Department of Statistics, University of Wisconsin, Madison, WI 53706, USA.
Department of Biostatistics and Medical Informatics, University of Wisconsin School of Medicine and Public Health, Madison, WI 53792, USA.
Nucleic Acids Res. 2021 Dec 16;49(22):e127. doi: 10.1093/nar/gkab823.
Single-cell transcriptome sequencing (scRNA-seq) enabled investigations of cellular heterogeneity at exceedingly higher resolutions. Identification of novel cell types or transient developmental stages across multiple experimental conditions is one of its key applications. Linear and non-linear dimensionality reduction for data integration became a foundational tool in inference from scRNA-seq data. We present multilayer graph clustering (MLG) as an integrative approach for combining multiple dimensionality reduction of multi-condition scRNA-seq data. MLG generates a multilayer shared nearest neighbor cell graph with higher signal-to-noise ratio and outperforms current best practices in terms of clustering accuracy across large-scale benchmarking experiments. Application of MLG to a wide variety of datasets from multiple conditions highlights how MLG boosts signal-to-noise ratio for fine-grained sub-population identification. MLG is widely applicable to settings with single cell data integration via dimension reduction.

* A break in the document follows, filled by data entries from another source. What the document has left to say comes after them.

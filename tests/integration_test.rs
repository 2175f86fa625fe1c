// ABOUTME: End-to-end scenarios driving the interpreter through full programs

use numfu::error::ErrorKind;
use numfu::Interpreter;

/// Run a program and return its rendered top-level results.
fn run(code: &str) -> Vec<String> {
    let mut interp = Interpreter::with_capture(15, 10000, None);
    interp
        .run_source(code, "test.nfu", false)
        .unwrap_or_else(|e| panic!("program failed: {e}\n{code}"))
}

/// Run a program with echoing enabled and return everything written to
/// the output stream.
fn run_output(code: &str) -> String {
    let mut interp = Interpreter::with_capture(15, 10000, None);
    interp
        .run_source(code, "test.nfu", true)
        .unwrap_or_else(|e| panic!("program failed: {e}\n{code}"));
    interp.captured_output().unwrap()
}

fn run_err(code: &str) -> numfu::NumFuError {
    let mut interp = Interpreter::with_capture(15, 10000, None);
    interp
        .run_source(code, "test.nfu", false)
        .expect_err("expected failure")
}

// ----------------------------------------------------------------------
// The documented end-to-end scenarios
// ----------------------------------------------------------------------

#[test]
fn scenario_factorial() {
    assert_eq!(
        run("let fact = {n -> if n <= 1 then 1 else n * fact(n - 1)} in fact(10)"),
        vec!["3628800"]
    );
}

#[test]
fn scenario_grouped_arithmetic() {
    assert_eq!(run("(1 + 2) * 3"), vec!["9"]);
}

#[test]
fn scenario_pipe_map_sum() {
    assert_eq!(run("[1,2,3,4] |> map({x -> x*x}) |> sum"), vec!["30"]);
}

#[test]
fn scenario_placeholder_partial() {
    assert_eq!(run("let add = {a,b -> a+b} in add(_,5)(3)"), vec!["8"]);
}

#[test]
fn scenario_chained_comparison() {
    assert_eq!(run("if 0 == 0 < 1 then \"ok\" else \"no\""), vec!["ok"]);
}

#[test]
fn scenario_tail_loop() {
    assert_eq!(
        run("let loop = {n,acc -> if n == 0 then acc else loop(n-1, acc+n)} in loop(100000, 0)"),
        vec!["5000050000"]
    );
}

#[test]
fn scenario_print_then_value() {
    assert_eq!(run_output("print(\"hi\"); 2+2"), "hi\n4\n");
}

// ----------------------------------------------------------------------
// Universal properties
// ----------------------------------------------------------------------

#[test]
fn placeholder_subsets_match_direct_application() {
    let direct = run("{a, b, c -> a * 100 + b * 10 + c}(7, 8, 9)");
    for partial in [
        "{a, b, c -> a * 100 + b * 10 + c}(_, 8, 9)(7)",
        "{a, b, c -> a * 100 + b * 10 + c}(7, _, 9)(8)",
        "{a, b, c -> a * 100 + b * 10 + c}(_, _, 9)(7, 8)",
        "{a, b, c -> a * 100 + b * 10 + c}(_, _, _)(7, 8, 9)",
    ] {
        assert_eq!(run(partial), direct, "{partial}");
    }
}

#[test]
fn negative_indices_mirror_positive() {
    assert_eq!(run("[1, 2, 3][-1]"), run("[1, 2, 3][2]"));
    assert_eq!(run("[1, 2, 3][-3]"), run("[1, 2, 3][0]"));
    assert_eq!(run_err("[1, 2, 3][-4]").kind, ErrorKind::Index);
}

#[test]
fn list_elements_use_capture_environment() {
    // The element expressions close over the let-bound x.
    assert_eq!(run("let x = 10 in [x, x * 2][1]"), vec!["20"]);
    assert_eq!(
        run("let mk = {x -> [x, x + 1]} in let xs = mk(5) in xs[0] + xs[1]"),
        vec!["11"]
    );
}

#[test]
fn evaluation_is_deterministic() {
    let program = "let f = {n -> if n == 0 then 1 else n * f(n - 1)} in [f(5), f(6)] |> sum";
    assert_eq!(run(program), run(program));
}

#[test]
fn tail_calls_do_not_grow_host_stack() {
    // Mutual recursion through tail position, far deeper than the
    // native stack could take.
    let program = "
        let even = {n -> if n == 0 then true else odd(n - 1)},
            odd = {n -> if n == 0 then false else even(n - 1)}
        in even(200000)
    ";
    assert_eq!(run(program), vec!["true"]);
}

#[test]
fn short_circuit_skips_right_operand() {
    assert_eq!(run("false && error(\"unreachable\")"), vec!["false"]);
    assert_eq!(run("true || error(\"unreachable\")"), vec!["true"]);
}

#[test]
fn spread_with_placeholder_is_rejected() {
    let err = run_err("let f = {a, b, c -> a} in f(_, ...[1, 2])");
    assert_eq!(err.kind, ErrorKind::Type);
}

// ----------------------------------------------------------------------
// Language surface
// ----------------------------------------------------------------------

#[test]
fn test_multi_binding_let() {
    assert_eq!(run("let a = 2, b = 3 in a * b"), vec!["6"]);
}

#[test]
fn test_nested_closures_capture() {
    assert_eq!(
        run("let mkAdder = {n -> {x -> x + n}} in mkAdder(5)(10)"),
        vec!["15"]
    );
}

#[test]
fn test_curried_application_chain() {
    assert_eq!(
        run("let add3 = {a, b, c -> a + b + c} in add3(1)(2)(3)"),
        vec!["6"]
    );
}

#[test]
fn test_rest_parameter_collects() {
    assert_eq!(run("{first, ...rest -> first + sum(rest)}(1, 2, 3, 4)"), vec!["10"]);
}

#[test]
fn test_spread_in_list_literals() {
    assert_eq!(run("let xs = [2, 3] in [1, ...xs, 4]"), vec!["[1, 2, 3, 4]"]);
}

#[test]
fn test_string_operations() {
    assert_eq!(run("\"foo\" + \"bar\""), vec!["foobar"]);
    assert_eq!(run("\"ab\" * 3"), vec!["ababab"]);
    assert_eq!(run("length(\"hello\")"), vec!["5"]);
    assert_eq!(run("split(\"a,b,c\", \",\")"), vec!["[\"a\", \"b\", \"c\"]"]);
    assert_eq!(run("join([\"a\", \"b\"], \"-\")"), vec!["a-b"]);
    assert_eq!(run("slice(\"hello\", 1, 3)"), vec!["ell"]);
}

#[test]
fn test_list_operations() {
    assert_eq!(run("append([1, 2], 3)"), vec!["[1, 2, 3]"]);
    assert_eq!(run("member(2, [1, 2, 3])"), vec!["true"]);
    assert_eq!(run("member(9, [1, 2, 3])"), vec!["false"]);
    assert_eq!(run("[1, 2] + [3]"), vec!["[1, 2, 3]"]);
    assert_eq!(run("[0] * 3"), vec!["[0, 0, 0]"]);
    assert_eq!(run("slice([1, 2, 3, 4], 1, 2)"), vec!["[2, 3]"]);
}

#[test]
fn test_precision_flag_effect() {
    let mut narrow = Interpreter::with_capture(5, 10000, None);
    let out = narrow.run_source("1 / 3", "t.nfu", false).unwrap();
    assert_eq!(out, vec!["0.33333"]);

    let mut wide = Interpreter::with_capture(25, 10000, None);
    let out = wide.run_source("1 / 3", "t.nfu", false).unwrap();
    assert_eq!(out, vec!["0.3333333333333333333333333"]);
}

#[test]
fn test_math_module_values() {
    assert_eq!(run("import math\nmath.sqrt(144)"), vec!["12"]);
    assert_eq!(run("from math import exp\nexp(0)"), vec!["1"]);
    // sin of the rounded pi constant leaves only a residue at the
    // working precision, the same way mpmath behaves.
    assert_eq!(
        run("from math import sin\nabs(sin(pi)) < 1e-14"),
        vec!["true"]
    );
}

#[test]
fn test_number_tower() {
    assert_eq!(run("2 ^ 100"), vec!["1.26765060022823e+30"]);
    assert_eq!(run("10 % 3"), vec!["1"]);
    assert_eq!(run("abs(-5)"), vec!["5"]);
    assert_eq!(run("floor(2.9) + ceil(2.1)"), vec!["5"]);
    assert_eq!(run("round(2.567, 1)"), vec!["2.6"]);
}

#[test]
fn test_special_values() {
    assert_eq!(run("1 / 0"), vec!["inf"]);
    assert_eq!(run("inf + 1"), vec!["inf"]);
    assert_eq!(run("inf - inf"), vec!["nan"]);
    assert_eq!(run("nan == nan"), vec!["false"]);
}

#[test]
fn test_closures_render_as_source() {
    assert_eq!(run("{x -> x * 2}"), vec!["{x -> x * 2}"]);
    assert_eq!(
        run("let add = {a, b -> a + b} in add(2, _)"),
        vec!["{b -> 2 + b}"]
    );
}

#[test]
fn test_multiple_statements_stream_results() {
    assert_eq!(run("1 + 1; 2 + 2; 3 + 3"), vec!["2", "4", "6"]);
}

#[test]
fn test_constants_across_statements() {
    assert_eq!(run("let base = 10\nbase * 2; base * 3"), vec!["20", "30"]);
}

#[test]
fn test_deep_non_tail_recursion_is_bounded() {
    let mut interp = Interpreter::with_capture(15, 500, None);
    let err = interp
        .run_source(
            "let f = {n -> if n == 0 then 0 else 1 + f(n - 1)} in f(1000000)",
            "t.nfu",
            false,
        )
        .expect_err("recursion bound");
    assert_eq!(err.kind, ErrorKind::Recursion);
    assert!(err.message.contains("maximum recursion depth"));
}

#[test]
fn test_iter_depth_bound_distinguished() {
    let mut interp = Interpreter::with_capture(15, 10000, Some(100));
    let err = interp
        .run_source(
            "let loop = {n -> if n == 0 then 0 else loop(n - 1)} in loop(1000)",
            "t.nfu",
            false,
        )
        .expect_err("iteration bound");
    assert_eq!(err.kind, ErrorKind::Recursion);
    assert!(err.message.contains("tail-call recursion limit"));
}

#[test]
fn test_error_spans_point_at_source() {
    let err = run_err("1 + nosuch");
    let rendered = numfu::error::report(&err, "test.nfu", "1 + nosuch");
    assert!(rendered.contains("test.nfu:1:5"), "{rendered}");
    assert!(rendered.contains("NameError"), "{rendered}");
}

#[test]
fn test_assert_failure_stops_program() {
    let err = run_err("assert(false); 42");
    assert_eq!(err.kind, ErrorKind::Assertion);
}

#[test]
fn test_print_inside_expression() {
    let output = run_output("let x = println(\"traced\") in 5");
    assert_eq!(output, "traced\n5\n");
}

#[test]
fn test_lazy_list_elements_not_evaluated_until_indexed() {
    // The failing element is never forced.
    assert_eq!(run("[1, error(\"boom\"), 3][0]"), vec!["1"]);
    let err = run_err("[1, error(\"boom\"), 3][1]");
    assert_eq!(err.kind, ErrorKind::Runtime);
}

单细胞转录组测序(scRNA-seq)使我们能够以更高的分辨率研究细胞异质性。鉴定在多种实验条件下的新型细胞类型或短暂的发育阶段是其主要应用之一。线性和非线性降维是从 scRNA-seq 数据中进行推断的基础工具。我们提出了多层图聚类(MLG)作为一种综合方法,用于整合多条件 scRNA-seq 数据的多种降维方法。MLG 生成了一个具有更高信噪比的多层共享最近邻细胞图,并且在大规模基准测试实验中,在聚类准确性方面优于当前的最佳实践。MLG 在来自多种条件的各种数据集上的应用突出了 MLG 如何提高精细亚群识别的信噪比。MLG 广泛适用于通过降维进行单细胞数据整合的场景。